LinkedIn's fingerprinting code, as the README explains, is found in fingerprint.js[2], which embeds a big JSON literal with the IDs of the extensions it probes for. (Sickeningly enough, this data starts about two-thirds of the way through the file* and isn't the culprit behind the bulk of its 2.15 MB size…)
* On line 34394; the one starting:
const r = [{
id: "aacbpggdjcblgnmgjgpkpddliddineni",
file: "sidebar.html"
1. <https://github.com/mdp/linkedin-extension-fingerprinting/blo...>2. <https://github.com/mdp/linkedin-extension-fingerprinting/blo...>
hsbauauvhabzb2 hours ago
Wont someone think of poor little LinkedIn, a subsidiary of one of the largest data brokers in the world?
charcircuit2 hours ago
Why frame what you are trying to say like that?
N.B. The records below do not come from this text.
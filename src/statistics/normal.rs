//! Standard normal CDF via the Zelen & Severo rational approximation.
//!
//! This implements Abramowitz & Stegun formula 26.2.17 with seven-digit
//! coefficients:
//!
//! ```text
//! t = 1 / (1 + 0.2316419 * |x|)
//! Q(x) = phi(x) * t * (b1 + t*(b2 + t*(b3 + t*(b4 + t*b5))))
//! Phi(x) = x > 0 ? 1 - Q(x) : Q(x)
//! ```
//!
//! Accurate to roughly seven decimal places over realistic z ranges, which is
//! adequate for a p-value display, not for regulatory-grade statistics.
//!
//! # Reference
//!
//! Zelen, M. & Severo, N. C. (1964). "Probability functions." In Abramowitz &
//! Stegun, Handbook of Mathematical Functions, formula 26.2.17.

use crate::constants::{NORM_B, NORM_PDF_SCALE, NORM_T_SCALE};

/// Cumulative distribution function of the standard normal distribution.
///
/// `NaN` input propagates to `NaN` output.
pub fn normal_cdf(x: f64) -> f64 {
    let t = 1.0 / (1.0 + NORM_T_SCALE * x.abs());
    let d = NORM_PDF_SCALE * (-x * x / 2.0).exp();

    // Horner evaluation of b1 + t*(b2 + t*(b3 + t*(b4 + t*b5)))
    let poly = NORM_B[0]
        + t * (NORM_B[1] + t * (NORM_B[2] + t * (NORM_B[3] + t * NORM_B[4])));
    let prob = d * t * poly;

    if x > 0.0 {
        1.0 - prob
    } else {
        prob
    }
}

/// Two-tailed p-value for a z statistic: `2 * (1 - Phi(|z|))`.
///
/// The rational approximation overshoots 1.0 by about 1e-7 near z = 0, so the
/// result is clamped to at most 1.0 to keep the [0, 1] contract; the clamp is
/// below the fourth decimal place and cannot change a displayed p-value.
/// `NaN` z statistics propagate to a `NaN` p-value (the comparison-based
/// clamp leaves `NaN` untouched).
pub fn two_tailed_p(z: f64) -> f64 {
    let p = 2.0 * (1.0 - normal_cdf(z.abs()));
    // Explicit comparison, not f64::min: min(NaN, 1.0) would swallow the NaN.
    if p > 1.0 {
        1.0
    } else {
        p
    }
}

#[cfg(test)]
mod tests {
    use super::*;

    /// High-precision reference values for Phi(x).
    const REFERENCE: [(f64, f64); 8] = [
        (0.0, 0.5),
        (0.5, 0.691_462_461_3),
        (1.0, 0.841_344_746_1),
        (1.645, 0.950_015_1),
        (1.96, 0.975_002_104_9),
        (2.0, 0.977_249_868_1),
        (3.0, 0.998_650_102_0),
        (4.0, 0.999_968_328_8),
    ];

    #[test]
    fn matches_reference_to_four_decimals() {
        for &(x, expected) in &REFERENCE {
            let got = normal_cdf(x);
            assert!(
                (got - expected).abs() < 1e-6,
                "Phi({}) = {}, expected {}",
                x,
                got,
                expected
            );
        }
    }

    #[test]
    fn negative_tail_symmetry() {
        for &(x, expected) in &REFERENCE {
            let got = normal_cdf(-x);
            assert!(
                (got - (1.0 - expected)).abs() < 1e-6,
                "Phi(-{}) should be 1 - Phi({})",
                x,
                x
            );
        }
    }

    #[test]
    fn cdf_monotone_over_realistic_range() {
        let mut prev = normal_cdf(-10.0);
        let mut x = -10.0;
        while x <= 10.0 {
            let cur = normal_cdf(x);
            assert!(cur >= prev, "CDF not monotone at x = {}", x);
            prev = cur;
            x += 0.05;
        }
    }

    #[test]
    fn far_tails_saturate() {
        assert!(normal_cdf(10.0) > 0.999_999);
        assert!(normal_cdf(-10.0) < 1e-6);
    }

    #[test]
    fn two_tailed_p_at_zero_is_one() {
        // The raw approximation lands a hair above 1.0 at z = 0; the clamp
        // brings it back to exactly 1.0.
        assert_eq!(two_tailed_p(0.0), 1.0);
    }

    #[test]
    fn two_tailed_p_known_values() {
        // p = 2 * Q(1.96) ~ 0.05
        assert!((two_tailed_p(1.96) - 0.05).abs() < 1e-4);
        // p = 2 * Q(2.576) ~ 0.01
        assert!((two_tailed_p(2.576) - 0.01).abs() < 1e-4);
    }

    #[test]
    fn two_tailed_p_uses_magnitude() {
        assert_eq!(two_tailed_p(-2.0), two_tailed_p(2.0));
    }

    #[test]
    fn nan_propagates() {
        assert!(normal_cdf(f64::NAN).is_nan());
        assert!(two_tailed_p(f64::NAN).is_nan());
    }
}
//! Terminal output formatting with colors and box drawing.

use colored::Colorize;

use crate::analysis::narrative::{format_lift, format_p, format_rate, interpret};
use crate::result::SignificanceResult;

/// Format a SignificanceResult for human-readable terminal output.
///
/// Uses ANSI colors and Unicode box drawing for clear presentation.
/// Includes a checkmark for significant results and a circle for
/// inconclusive ones. Non-finite values render as "n/a".
pub fn format_result(result: &SignificanceResult) -> String {
    let mut output = String::new();

    // Header with verdict indicator
    let header = if result.is_significant {
        format!(
            "{} {}",
            "\u{2713}".green().bold(),
            "STATISTICALLY SIGNIFICANT".green().bold()
        )
    } else {
        format!(
            "{} {}",
            "\u{25CB}".yellow().bold(),
            "NOT SIGNIFICANT".yellow().bold()
        )
    };

    output.push_str(&format_box_top());
    output.push_str(&format_box_line(&header));
    output.push_str(&format_box_separator());

    // Conversion rates
    let control_str = format!("Control:    {}", format_rate(result.control_rate));
    output.push_str(&format_box_line(&control_str));

    let experiment_str = format!("Experiment: {}", format_rate(result.experiment_rate));
    output.push_str(&format_box_line(&experiment_str));

    output.push_str(&format_box_separator());

    // Relative lift, colored by direction
    let lift_str = format!("Relative Lift: {}", format_lift(result.relative_lift));
    let lift_colored = match result.lift() {
        Some(lift) if lift > 0.0 => lift_str.green(),
        Some(lift) if lift < 0.0 => lift_str.red(),
        _ => lift_str.normal(),
    };
    output.push_str(&format_box_line(&lift_colored.to_string()));

    // p-value, colored by verdict
    let p_str = format!("p-value: {}", format_p(result.p_value));
    let p_colored = if result.is_significant {
        p_str.green()
    } else {
        p_str.yellow()
    };
    output.push_str(&format_box_line(&p_colored.to_string()));

    output.push_str(&format_box_bottom());

    // Narrative footer
    output.push_str(&format!("\n{}\n", interpret(result)));
    output.push_str(&format!(
        "{}\n",
        "Note: Significance uses a two-proportion z-test at the fixed 0.05 threshold."
            .dimmed()
            .italic()
    ));

    output
}

// Box drawing helpers

const BOX_WIDTH: usize = 60;

fn format_box_top() -> String {
    format!("\u{250C}{}\u{2510}\n", "\u{2500}".repeat(BOX_WIDTH))
}

fn format_box_bottom() -> String {
    format!("\u{2514}{}\u{2518}\n", "\u{2500}".repeat(BOX_WIDTH))
}

fn format_box_separator() -> String {
    format!("\u{251C}{}\u{2524}\n", "\u{2500}".repeat(BOX_WIDTH))
}

fn format_box_line(content: &str) -> String {
    let visible = visible_len(content);
    let padding = BOX_WIDTH.saturating_sub(visible + 1);
    format!("\u{2502} {}{}\u{2502}\n", content, " ".repeat(padding))
}

/// Character count excluding ANSI escape sequences, so colored content pads
/// to the same width as plain content.
fn visible_len(s: &str) -> usize {
    let mut len = 0;
    let mut in_escape = false;
    for c in s.chars() {
        if in_escape {
            if c == 'm' {
                in_escape = false;
            }
        } else if c == '\u{1b}' {
            in_escape = true;
        } else {
            len += 1;
        }
    }
    len
}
Businesses of all sizes deserve the ability to protect their businesses from abuse.
jmward012 hours ago
Do they respect my data? Why do they get to track me across sites when I clearly don't want them to but someone can't scrape their data when they don't want them to. Why should big companies get the pass but individuals not? They clearly consider internet traffic fair game and are invasive and abusive about it so it is not only fair to be invasive and abusive back, it is self defense at this point.
hsbauauvhabzban hour ago
They don’t need to track your web browser when they’re owned by Microsoft, because they track every action at a lower level.
missingdaysan hour ago
What lower level? Microsoft owns internet?
zelphirkaltan hour ago
The operating system. For example see the Windows 11 screenshot debacle/scandal.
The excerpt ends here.